What is a pipeline and what it is not?
A pipeline is a specific set of actions in a sequence taken by the seller to move the prospect to the next stage – from the entry to conversion. It has specifics about every prospect, shows the value of every deal at every stage. Sales pipelines help sales persons understand how their sales are looking, whether they have enough leads and deals, how these are distributed across each stage and whether this will help them achieve their sales targets for that period.
A sales pipeline and a sales funnel are often considered as synonyms; but one would be wrong in doing so. A sales funnel gives a quick conversion report; it deals with an overview of figures and shows the conversions at every stage. A sales funnel looks like a funnel, broad at the top and narrow at the bottom, showing the dropouts at every stage. A sales pipeline is more detailed and helps in a qualitative analysis of your prospect movement across the buying journey. Together, a sales funnel and a sales pipeline can help in predictive analysis and can help formulate a sales strategy that results in successful selling.
The classic pipeline and its stages
A pipeline has typically four to five stages, through which your prospect will move.
However, a little flexibility in setting the stages as per industry buying patterns is a good practice. There are buying patterns specific to every industry. For example, the cement industry buyer displays a certain buying pattern in his/her buying journey. The pharma industry may have different stages; and the food industry may have its own stages. Then again, there is a lateral influence to be considered while stage setting, considering the influencers in the industry (the pharma industry has doctors as major influencers in the buying pattern) It is best to consider the gatekeepers, the influencers, the decision makers and the buyers as key parts of the ‘buying process’, while setting the stages in your sales pipeline.
How do you come up with these buying stages for your industry?

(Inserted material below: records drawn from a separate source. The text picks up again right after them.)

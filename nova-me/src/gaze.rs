//! Gaze lock configuration and composition

use serde::{Deserialize, Serialize};

pub const PARAM_EYE_BALL_X: &str = "ParamEyeBallX";
pub const PARAM_EYE_BALL_Y: &str = "ParamEyeBallY";

#[derive(Debug, Clone, Copy, Default, PartialEq, Serialize, Deserialize)]
pub struct GazeOffset {
    pub x: f32,
    pub y: f32,
}

impl GazeOffset {
    pub fn new(x: f32, y: f32) -> Self {
        Self { x, y }
    }
}

#[derive(Debug, Clone, PartialEq, Serialize, Deserialize)]
#[serde(default)]
pub struct GazeConfig {
    /// When off, configuration changes are stored but nothing is written
    pub lock_enabled: bool,
    pub target: GazeOffset,
    pub center: GazeOffset,
    pub invert_x: bool,
    pub invert_y: bool,
    pub x_param: String,
    pub y_param: String,
}

impl Default for GazeConfig {
    fn default() -> Self {
        Self {
            lock_enabled: true,
            target: GazeOffset::default(),
            center: GazeOffset::default(),
            invert_x: false,
            invert_y: false,
            x_param: PARAM_EYE_BALL_X.to_string(),
            y_param: PARAM_EYE_BALL_Y.to_string(),
        }
    }
}

impl GazeConfig {
    /// Eye position to write, or `None` while the lock is off.
    /// Each axis is `target + center`, optionally negated, clamped to [-1, 1].
    pub fn resolve(&self) -> Option<GazeOffset> {
        if !self.lock_enabled {
            return None;
        }
        Some(GazeOffset {
            x: compose_axis(self.target.x, self.center.x, self.invert_x),
            y: compose_axis(self.target.y, self.center.y, self.invert_y),
        })
    }

    pub fn merge(&mut self, update: GazeConfigUpdate) {
        if let Some(lock_enabled) = update.lock_enabled {
            self.lock_enabled = lock_enabled;
        }
        if let Some(target) = update.target {
            self.target = target;
        }
        if let Some(center) = update.center {
            self.center = center;
        }
        if let Some(invert_x) = update.invert_x {
            self.invert_x = invert_x;
        }
        if let Some(invert_y) = update.invert_y {
            self.invert_y = invert_y;
        }
        if let Some(x_param) = update.x_param {
            self.x_param = x_param;
        }
        if let Some(y_param) = update.y_param {
            self.y_param = y_param;
        }
    }
}

fn compose_axis(target: f32, center: f32, invert: bool) -> f32 {
    let raw = target + center;
    let raw = if invert { -raw } else { raw };
    if raw.is_finite() {
        raw.clamp(-1.0, 1.0)
    } else {
        0.0
    }
}

/// Partial gaze configuration; `None` fields are left unchanged
#[derive(Debug, Clone, Default, PartialEq, Serialize, Deserialize)]
#[serde(default)]
pub struct GazeConfigUpdate {
    pub lock_enabled: Option<bool>,
    pub target: Option<GazeOffset>,
    pub center: Option<GazeOffset>,
    pub invert_x: Option<bool>,
    pub invert_y: Option<bool>,
    pub x_param: Option<String>,
    pub y_param: Option<String>,
}
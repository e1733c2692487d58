//! nova-spk: speech audio for the avatar
//!
//! Provides text-to-speech with:
//! - An HTTP engine for an external TTS service
//! - A local tone engine producing a deterministic test signal
//! - A silent placeholder WAV whenever no engine is configured or the engine fails

pub mod config;
pub mod engines;
pub mod error;
pub mod placeholder;
pub mod synthesizer;


pub use config::{EngineKind, SpeechConfig, SpeechRequest};
pub use engines::http::HttpTtsEngine;
pub use engines::tone::ToneTtsEngine;
pub use engines::TtsEngine;
pub use error::SpeechError;
pub use placeholder::{placeholder_duration, placeholder_wav};
pub use synthesizer::{SpeechAudio, SpeechSynthesizer, WAV_CONTENT_TYPE};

The key here is to study your buyers’ buying journey. You need to simulate patterns from earlier buyers to arrive at your stages. While defining the stages, you need to have clear entry and exit point for every stage. Remember that the idea is to deliver value to your prospect at every stage. Example, if downloading a certain brochure from your website is earmarked as one stage in your buyer’s journey, you need to assess if that plays an important part in the buying process. You also need to check if there is value for your buyer from the ‘brochure download’ to take him further to the next stage. The purpose of a sales pipeline is to keep your sales organised and delivering value to you at every juncture. It may be best to keep your stages at an optimal number all the time.
Does your pipeline measure up?
Having a pipeline is not enough. It needs to measure up to certain benchmarks if you wish it to be effective. Measuring the effectiveness of your pipeline helps you understand your sales graph, assess the gaps, fill them up and move ahead to a sterling performance.
How do you measure your pipeline performance?
a) Deal size: Find out your average deal size. Is it a high value or high volume one? With high value, you can achieve your sales targets with lesser numbers. The question to ask yourself is – ‘How do I convert my deals into high value ones?’
b) Pipeline coverage stats: Look at your pipeline (a CRM can be a handy tool if used effectively). See if you have enough leads at the entry point; monitor your growth rate. If you have a growing number of leads entering, you stand a good chance to achieve your targeted sales quota.
c) Pipeline length performance: This is the average time that a lead takes to move from the entry to the final stage of the pipeline. Monitor the transition rate to the next stage. If you spot bottlenecks, understand what the reasons could be. Solve that problem and ensure smoother flows to the conversion stage.
d) Conversion rate: It all boils down to results and conversion. Sales, at the end of the day is the closures achieved, contracts won and deals cracked. Keeping a close watch on your conversion rates (leads to conversions ratio) becomes key to your sales process.
Turning the pipeline into gold
Making the most out of your pipeline is the task on hand. Here’s how you can focus on getting gold out of the pipeline. Automating without losing out on personalising: There are some buying patterns that can be capitalised on by automating, yet maintaining a personalised feel to it. There are a lot of tech tools to do this and save your valuable time.
Maintaining uniformity of stage definitions across your sales team: Define each stage in detail and communicate. This way, there is no room for confusion and chaos.
Profiling the prospect in greater detail: This will help in optimising the available prospect data and turning it into an opportunity for conversion at every stage. This way, you can tailor your pitch to align with prospect expectations. Using a CRM: This may help in monitoring how far your lead has travelled along the pipeline.
Stepping back: Assessing and analysing the process regularly – to ensure the conversion rate is improving. Your sales pipeline shows the vital stats of your business at a glance. Check regularly if you are ‘pipelining’ the right way.